Tom ist zwar offiziell abwesend, aber im Geiste nicht.

Es war mir ein echtes Bedürfnis, mal wieder was online zu stellen, was mich bewegt. Auch, wenn ich keine Zeit habe. Seid nich böse, wenn ich nicht sofort antworte....
Menschheit, Du hattest von Anfang an nicht das Zeug dazu... (Charles Bukowski)

Max

Beitragvon Max » 25.12.2006, 13:54

Lieber Tom,

ich finde es sehr schön wieder hir von Dir zu hören, bin sicher nicht böse, wenn Du nicht sofort antwortet - aber wenn Du gelegentlich antwortetest (tja, für Dich ist mir nix zu schade - mein bester Konjunktiv), fände ich das sehr schön, denn Dein neues Gedicht (sogar aus 2006!) ist nicht ganz leicht zugänglich.

sumpfstapfend
schieben wir immer noch
die nachen durch den morast


Hier musste ich, ich gebe es zu, das Wort "nachen" erst einmal nachschlagen.

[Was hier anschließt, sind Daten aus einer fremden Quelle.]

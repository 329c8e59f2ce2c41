//! Record frame decoder and streaming reader.

use crate::document::Document;
use crate::encoder::{
    compute_crc32, FRAME_OVERHEAD, TAG_FALSE, TAG_FLOAT, TAG_INT, TAG_LIST, TAG_MAP, TAG_NULL,
    TAG_STR, TAG_TRUE,
};
use crate::error::{CodecError, CodecResult};
use crate::value::Value;

/// Decodes one record frame from the front of `data`.
///
/// Returns the decoded document and the number of bytes consumed, so a
/// caller can walk a concatenation of frames.
///
/// # Errors
///
/// - [`CodecError::UnexpectedEof`] if the frame is truncated
/// - [`CodecError::ChecksumMismatch`] if the CRC check fails
/// - [`CodecError::TrailingBytes`] if the payload outlives the document
pub fn decode_frame(data: &[u8]) -> CodecResult<(Document, usize)> {
    if data.len() < FRAME_OVERHEAD {
        return Err(CodecError::UnexpectedEof);
    }

    let total_len = u32::from_le_bytes([data[0], data[1], data[2], data[3]]) as usize;
    if total_len < FRAME_OVERHEAD {
        return Err(CodecError::invalid_frame(format!(
            "frame length {total_len} below minimum"
        )));
    }
    if total_len > data.len() {
        return Err(CodecError::UnexpectedEof);
    }

    let stored_crc = u32::from_le_bytes([
        data[total_len - 4],
        data[total_len - 3],
        data[total_len - 2],
        data[total_len - 1],
    ]);
    let computed_crc = compute_crc32(&data[..total_len - 4]);
    if stored_crc != computed_crc {
        return Err(CodecError::ChecksumMismatch {
            expected: stored_crc,
            actual: computed_crc,
        });
    }

    let mut cursor = Cursor::new(&data[4..total_len - 4]);
    let doc = cursor.read_document()?;
    if !cursor.is_exhausted() {
        return Err(CodecError::TrailingBytes);
    }

    Ok((doc, total_len))
}

/// A streaming reader over a concatenation of record frames.
///
/// Yields one document per frame in order. Decoding stops at the first
/// error; the error is yielded once and iteration then ends.
pub struct DocumentReader<'a> {
    data: &'a [u8],
    pos: usize,
    failed: bool,
}

impl<'a> DocumentReader<'a> {
    /// Creates a reader over a byte buffer of concatenated frames.
    #[must_use]
    pub fn new(data: &'a [u8]) -> Self {
        Self {
            data,
            pos: 0,
            failed: false,
        }
    }
}

impl Iterator for DocumentReader<'_> {
    type Item = CodecResult<Document>;

    fn next(&mut self) -> Option<Self::Item> {
        if self.failed || self.pos >= self.data.len() {
            return None;
        }

        match decode_frame(&self.data[self.pos..]) {
            Ok((doc, consumed)) => {
                self.pos += consumed;
                Some(Ok(doc))
            }
            Err(err) => {
                self.failed = true;
                Some(Err(err))
            }
        }
    }
}

/// Byte cursor over a frame payload.
struct Cursor<'a> {
    data: &'a [u8],
    pos: usize,
}

impl<'a> Cursor<'a> {
    fn new(data: &'a [u8]) -> Self {
        Self { data, pos: 0 }
    }

    fn is_exhausted(&self) -> bool {
        self.pos == self.data.len()
    }

    fn take(&mut self, len: usize) -> CodecResult<&'a [u8]> {
        if self.pos + len > self.data.len() {
            return Err(CodecError::UnexpectedEof);
        }
        let slice = &self.data[self.pos..self.pos + len];
        self.pos += len;
        Ok(slice)
    }

    fn read_u8(&mut self) -> CodecResult<u8> {
        Ok(self.take(1)?[0])
    }

    fn read_u32(&mut self) -> CodecResult<u32> {
        let bytes = self.take(4)?;
        Ok(u32::from_le_bytes([bytes[0], bytes[1], bytes[2], bytes[3]]))
    }

    fn read_u64(&mut self) -> CodecResult<u64> {
        let bytes = self.take(8)?;
        Ok(u64::from_le_bytes([
            bytes[0], bytes[1], bytes[2], bytes[3], bytes[4], bytes[5], bytes[6], bytes[7],
        ]))
    }

    fn read_str(&mut self) -> CodecResult<String> {
        let len = self.read_u32()? as usize;
        let bytes = self.take(len)?;
        String::from_utf8(bytes.to_vec()).map_err(|_| CodecError::InvalidUtf8)
    }

    fn read_document(&mut self) -> CodecResult<Document> {
        let count = self.read_u32()? as usize;
        let mut doc = Document::new();
        for _ in 0..count {
            let name = self.read_str()?;
            let value = self.read_value()?;
            doc.set(name, value);
        }
        Ok(doc)
    }

    fn read_value(&mut self) -> CodecResult<Value> {
        let tag = self.read_u8()?;
        match tag {
            TAG_NULL => Ok(Value::Null),
            TAG_FALSE => Ok(Value::Bool(false)),
            TAG_TRUE => Ok(Value::Bool(true)),
            TAG_INT => {
                #[allow(clippy::cast_possible_wrap)]
                Ok(Value::Int(self.read_u64()? as i64))
            }
            TAG_FLOAT => Ok(Value::Float(f64::from_bits(self.read_u64()?))),
            TAG_STR => Ok(Value::Str(self.read_str()?)),
            TAG_LIST => {
                let count = self.read_u32()? as usize;
                let mut items = Vec::with_capacity(count.min(1024));
                for _ in 0..count {
                    items.push(self.read_value()?);
                }
                Ok(Value::List(items))
            }
            TAG_MAP => {
                let count = self.read_u32()? as usize;
                let mut pairs = Vec::with_capacity(count.min(1024));
                for _ in 0..count {
                    let name = self.read_str()?;
                    let value = self.read_value()?;
                    pairs.push((name, value));
                }
                Ok(Value::Map(pairs))
            }
            tag => Err(CodecError::UnknownTag { tag }),
        }
    }
}

#[cfg(test)]
mod tests {
    use super::*;
    use crate::encoder::encode_document;
    use proptest::prelude::*;

    fn sample_doc() -> Document {
        let mut address = Document::new();
        address.set("city", "lisbon");

        let mut doc = Document::new();
        doc.set("name", "alice");
        doc.set("age", 30i64);
        doc.set("score", 1.5f64);
        doc.set("active", true);
        doc.set("nickname", Value::Null);
        doc.set("tags", Value::from(vec!["a", "b"]));
        doc.set(
            "address",
            Value::Map(vec![("city".to_string(), Value::from("lisbon"))]),
        );
        doc
    }

    #[test]
    fn roundtrip_single_document() {
        let doc = sample_doc();
        let frame = encode_document(&doc).unwrap();

        let (decoded, consumed) = decode_frame(&frame).unwrap();
        assert_eq!(consumed, frame.len());
        assert_eq!(decoded, doc);
    }

    #[test]
    fn streaming_reads_frames_in_order() {
        let mut buf = Vec::new();
        for i in 0..5i64 {
            let mut doc = Document::new();
            doc.set("n", i);
            buf.extend_from_slice(&encode_document(&doc).unwrap());
        }

        let docs: Vec<Document> = DocumentReader::new(&buf)
            .collect::<CodecResult<_>>()
            .unwrap();
        assert_eq!(docs.len(), 5);
        assert_eq!(docs[3].field("n"), &Value::Int(3));
    }

    #[test]
    fn empty_input_yields_nothing() {
        assert!(DocumentReader::new(&[]).next().is_none());
    }

    #[test]
    fn corruption_is_detected() {
        let mut frame = encode_document(&sample_doc()).unwrap();
        frame[6] ^= 0xFF;

        let result = decode_frame(&frame);
        assert!(matches!(result, Err(CodecError::ChecksumMismatch { .. })));
    }

    #[test]
    fn truncated_frame_is_eof() {
        let frame = encode_document(&sample_doc()).unwrap();
        let result = decode_frame(&frame[..frame.len() - 3]);
        assert!(matches!(result, Err(CodecError::UnexpectedEof)));
    }

    #[test]
    fn reader_stops_after_error() {
        let mut buf = encode_document(&sample_doc()).unwrap();
        buf.extend_from_slice(&[1, 2, 3]); // garbage tail

        let mut reader = DocumentReader::new(&buf);
        assert!(reader.next().unwrap().is_ok());
        assert!(reader.next().unwrap().is_err());
        assert!(reader.next().is_none());
    }

    fn arb_value() -> impl Strategy<Value = Value> {
        let leaf = prop_oneof![
            Just(Value::Null),
            any::<bool>().prop_map(Value::Bool),
            any::<i64>().prop_map(Value::Int),
            any::<f64>().prop_map(Value::Float),
            "[a-z0-9 ]{0,12}".prop_map(Value::Str),
        ];
        leaf.prop_recursive(3, 24, 4, |inner| {
            prop_oneof![
                prop::collection::vec(inner.clone(), 0..4).prop_map(Value::List),
                prop::collection::vec(("[a-z]{1,6}", inner), 0..4).prop_map(|pairs| {
                    Value::Map(pairs.into_iter().map(|(k, v)| (k, v)).collect())
                }),
            ]
        })
    }

    proptest! {
        #[test]
        fn roundtrip_arbitrary_documents(
            fields in prop::collection::vec(("[a-z_]{1,8}", arb_value()), 0..6)
        ) {
            let doc: Document = fields
                .into_iter()
                .map(|(k, v)| (k, v))
                .collect();

            let frame = encode_document(&doc).unwrap();
            let (decoded, consumed) = decode_frame(&frame).unwrap();

            prop_assert_eq!(consumed, frame.len());
            prop_assert_eq!(decoded, doc);
        }
    }
}
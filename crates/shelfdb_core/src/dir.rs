//! Database directory management.
//!
//! This module handles the file system layout for ShelfDB:
//!
//! ```text
//! <root>/
//! ├─ LOCK                          # Advisory lock for single-writer
//! └─ <collection>/
//!    ├─ wal.bson                   # Pending operation log (absent when flushed)
//!    ├─ data_000001.bson           # Append-only segment files
//!    └─ index_<field>.btree        # Persisted field indexes
//! ```
//!
//! The LOCK file ensures only one process writes to the database at a time.
//! Collection directories are materialized lazily on first access.

use crate::error::{CoreError, CoreResult};
use crate::types::SegmentId;
use fs2::FileExt;
use std::fs::{self, File, OpenOptions};
use std::path::{Path, PathBuf};

const LOCK_FILE: &str = "LOCK";
const WAL_FILE: &str = "wal.bson";
const INDEX_PREFIX: &str = "index_";
const INDEX_SUFFIX: &str = ".btree";

/// Manages the database root directory and file locking.
///
/// Holds an exclusive advisory lock on the root for as long as it lives;
/// only one `DatabaseDir` instance can exist per root at a time.
#[derive(Debug)]
pub struct DatabaseDir {
    /// Root directory path.
    path: PathBuf,
    /// Lock file handle (held for exclusive access).
    _lock_file: File,
}

impl DatabaseDir {
    /// Opens or creates a database root directory.
    ///
    /// # Errors
    ///
    /// Returns an error if:
    /// - The directory doesn't exist and `create_if_missing` is false
    /// - Another process holds the lock (returns `DatabaseLocked`)
    /// - I/O errors occur
    pub fn open(path: &Path, create_if_missing: bool) -> CoreResult<Self> {
        if !path.exists() {
            if create_if_missing {
                fs::create_dir_all(path)?;
            } else {
                return Err(CoreError::invalid_format(format!(
                    "database directory does not exist: {}",
                    path.display()
                )));
            }
        }

        if !path.is_dir() {
            return Err(CoreError::invalid_format(format!(
                "path is not a directory: {}",
                path.display()
            )));
        }

        let lock_path = path.join(LOCK_FILE);
        let lock_file = OpenOptions::new()
            .read(true)
            .write(true)
            .create(true)
            .truncate(false)
            .open(&lock_path)?;

        if lock_file.try_lock_exclusive().is_err() {
            return Err(CoreError::DatabaseLocked);
        }

        Ok(Self {
            path: path.to_path_buf(),
            _lock_file: lock_file,
        })
    }

    /// Returns the database root path.
    #[must_use]
    pub fn path(&self) -> &Path {
        &self.path
    }

    /// Materializes a collection directory, creating it on first access.
    ///
    /// # Errors
    ///
    /// Returns an error if the name is not a valid collection name or the
    /// directory cannot be created.
    pub fn ensure_collection(&self, name: &str) -> CoreResult<CollectionDir> {
        if !is_valid_name(name) {
            return Err(CoreError::invalid_format(format!(
                "invalid collection name: {name:?}"
            )));
        }

        let path = self.path.join(name);
        fs::create_dir_all(&path)?;
        Ok(CollectionDir { path })
    }
}

/// Valid collection names: non-empty ASCII alphanumerics, `_`, `-`.
fn is_valid_name(name: &str) -> bool {
    !name.is_empty()
        && name
            .chars()
            .all(|c| c.is_ascii_alphanumeric() || c == '_' || c == '-')
}

/// Returns whether a field name can be used in an index file name.
#[must_use]
pub fn is_indexable_field_name(name: &str) -> bool {
    is_valid_name(name)
}

/// Paths and file listings for one collection's directory.
#[derive(Debug, Clone)]
pub struct CollectionDir {
    path: PathBuf,
}

impl CollectionDir {
    /// Returns the collection directory path.
    #[must_use]
    pub fn path(&self) -> &Path {
        &self.path
    }

    /// Returns the path to the collection's WAL file.
    #[must_use]
    pub fn wal_path(&self) -> PathBuf {
        self.path.join(WAL_FILE)
    }

    /// Returns the path to a segment file.
    #[must_use]
    pub fn segment_path(&self, id: SegmentId) -> PathBuf {
        self.path.join(id.file_name())
    }

    /// Returns the path to a field's index file.
    #[must_use]
    pub fn index_path(&self, field: &str) -> PathBuf {
        self.path.join(format!("{INDEX_PREFIX}{field}{INDEX_SUFFIX}"))
    }

    /// Lists segment ids in ascending order (oldest first).
    pub fn list_segments(&self) -> CoreResult<Vec<SegmentId>> {
        let mut ids = Vec::new();
        for entry in fs::read_dir(&self.path)? {
            let entry = entry?;
            if let Some(name) = entry.file_name().to_str() {
                if let Some(id) = SegmentId::from_file_name(name) {
                    ids.push(id);
                }
            }
        }
        ids.sort();
        Ok(ids)
    }

    /// Lists index file paths for the collection.
    pub fn list_index_files(&self) -> CoreResult<Vec<PathBuf>> {
        let mut paths = Vec::new();
        for entry in fs::read_dir(&self.path)? {
            let entry = entry?;
            if let Some(name) = entry.file_name().to_str() {
                if name.starts_with(INDEX_PREFIX) && name.ends_with(INDEX_SUFFIX) {
                    paths.push(entry.path());
                }
            }
        }
        paths.sort();
        Ok(paths)
    }

    /// Removes a file and fsyncs the directory so the deletion is durable.
    pub fn remove_file(&self, path: &Path) -> CoreResult<()> {
        fs::remove_file(path)?;
        self.sync_directory()
    }

    /// Syncs the collection directory to make metadata updates durable.
    ///
    /// After creating, renaming, or deleting files, the directory must be
    /// fsynced for the change to survive a crash.
    #[cfg(unix)]
    pub fn sync_directory(&self) -> CoreResult<()> {
        let dir = File::open(&self.path)?;
        dir.sync_all()?;
        Ok(())
    }

    /// Syncs the collection directory to make metadata updates durable.
    ///
    /// Windows NTFS journaling provides equivalent metadata durability, so
    /// the explicit fsync is skipped there.
    #[cfg(not(unix))]
    pub fn sync_directory(&self) -> CoreResult<()> {
        Ok(())
    }
}
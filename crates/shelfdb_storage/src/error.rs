//! Error types for storage operations.

use std::io;
use thiserror::Error;

/// Result type for storage operations.
pub type StorageResult<T> = Result<T, StorageError>;

/// Errors that can occur during storage operations.
#[derive(Debug, Error)]
pub enum StorageError {
    /// An I/O error occurred.
    #[error("I/O error: {0}")]
    Io(#[from] io::Error),

    /// Attempted to read beyond the end of storage.
    #[error("read beyond end of storage: offset {offset}, len {len}, size {size}")]
    ReadPastEnd {
        /// The requested read offset.
        offset: u64,
        /// The requested read length.
        len: usize,
        /// The current storage size.
        size: u64,
    },
}
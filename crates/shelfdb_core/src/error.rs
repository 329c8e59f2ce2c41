//! Error types for the ShelfDB engine.

use std::io;
use thiserror::Error;

/// Result type for engine operations.
pub type CoreResult<T> = Result<T, CoreError>;

/// Errors that can occur in ShelfDB engine operations.
#[derive(Debug, Error)]
pub enum CoreError {
    /// Storage backend error.
    #[error("storage error: {0}")]
    Storage(#[from] shelfdb_storage::StorageError),

    /// Document codec error.
    #[error("codec error: {0}")]
    Codec(#[from] shelfdb_codec::CodecError),

    /// I/O error.
    #[error("I/O error: {0}")]
    Io(#[from] io::Error),

    /// A WAL or segment record was structurally invalid.
    #[error("corrupt record: {message}")]
    CorruptRecord {
        /// Description of the corruption.
        message: String,
    },

    /// A WAL update/delete referenced a document id with no live version.
    #[error("unknown document: {id}")]
    UnknownDocument {
        /// The referenced document id.
        id: String,
    },

    /// Database is already open in another process.
    #[error("database locked: another process has exclusive access")]
    DatabaseLocked,

    /// Invalid database layout or file name.
    #[error("invalid format: {message}")]
    InvalidFormat {
        /// Description of the format issue.
        message: String,
    },

    /// Operation not permitted with the given arguments.
    #[error("invalid operation: {message}")]
    InvalidOperation {
        /// Description of why the operation is invalid.
        message: String,
    },
}

impl CoreError {
    /// Creates a corrupt record error.
    pub fn corrupt_record(message: impl Into<String>) -> Self {
        Self::CorruptRecord {
            message: message.into(),
        }
    }

    /// Creates an unknown document error.
    pub fn unknown_document(id: impl Into<String>) -> Self {
        Self::UnknownDocument { id: id.into() }
    }

    /// Creates an invalid format error.
    pub fn invalid_format(message: impl Into<String>) -> Self {
        Self::InvalidFormat {
            message: message.into(),
        }
    }

    /// Creates an invalid operation error.
    pub fn invalid_operation(message: impl Into<String>) -> Self {
        Self::InvalidOperation {
            message: message.into(),
        }
    }
}
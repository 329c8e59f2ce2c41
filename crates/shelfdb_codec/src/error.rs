//! Error types for the codec crate.

use thiserror::Error;

/// Result type for codec operations.
pub type CodecResult<T> = Result<T, CodecError>;

/// Errors that can occur during encoding or decoding.
#[derive(Error, Debug, Clone, PartialEq, Eq)]
pub enum CodecError {
    /// Unexpected end of input while decoding.
    #[error("unexpected end of input")]
    UnexpectedEof,

    /// A record frame failed its CRC check.
    #[error("checksum mismatch: expected {expected:08x}, got {actual:08x}")]
    ChecksumMismatch {
        /// Checksum stored in the frame.
        expected: u32,
        /// Checksum computed over the frame contents.
        actual: u32,
    },

    /// Encountered an unknown value tag byte.
    #[error("unknown value tag: {tag:#04x}")]
    UnknownTag {
        /// The offending tag byte.
        tag: u8,
    },

    /// A string was not valid UTF-8.
    #[error("invalid UTF-8 string")]
    InvalidUtf8,

    /// A frame's payload had bytes left over after the document.
    #[error("trailing bytes after document payload")]
    TrailingBytes,

    /// A record frame was structurally invalid.
    #[error("invalid record frame: {message}")]
    InvalidFrame {
        /// Description of the problem.
        message: String,
    },

    /// The document is too large to fit in a single frame.
    #[error("document too large to frame")]
    DocumentTooLarge,
}

impl CodecError {
    /// Creates an invalid-frame error.
    pub fn invalid_frame(message: impl Into<String>) -> Self {
        Self::InvalidFrame {
            message: message.into(),
        }
    }
}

Wenn man aber erst einmal weiß, dass es Einbäume oder dergleichen sind, fügt sich das Bild. Gedanken mache ich mir um das "sumpfstapfend". Auf der einen Seite ergeben die beiden "s", zusammen mi dem "schieben" sind es sogar drei, eine schöne Alliteration. Auf der anderen Seite klingt es mir ein bißchen wie die mühsame Version von Wassertreten. Außerdem frage ich mich, ob der "sumpf" nicht überflüssig ist, wenn doch zwei Zeilen später der "Morast" auftaucht. Vom Rhythmus her gehört für mich tatsächlich ein Adjektiv (am besten ein dreisilbiges) an den Anfang, aber ich weiß nicht, ob es "sumpftstapfend" sein sollte. Bei

als ob es stetig
um uns weiterflösse
ohne zugetan


gefällt mir, wie das Bild sich nun ergibt: Obwohl sich alles verändert hat, alles mühsamer ist, macht das lyr. Ich weiter, als ob nichts wäre. Das "Zugetan" bereitet mir aber noch Verständnisprobleme. Ohne "zutun" verstünde ich und so fasse ich "zugetan" einfach auf, als: "als hätten wir nichts dazu getan" .. aber ob das stimmt?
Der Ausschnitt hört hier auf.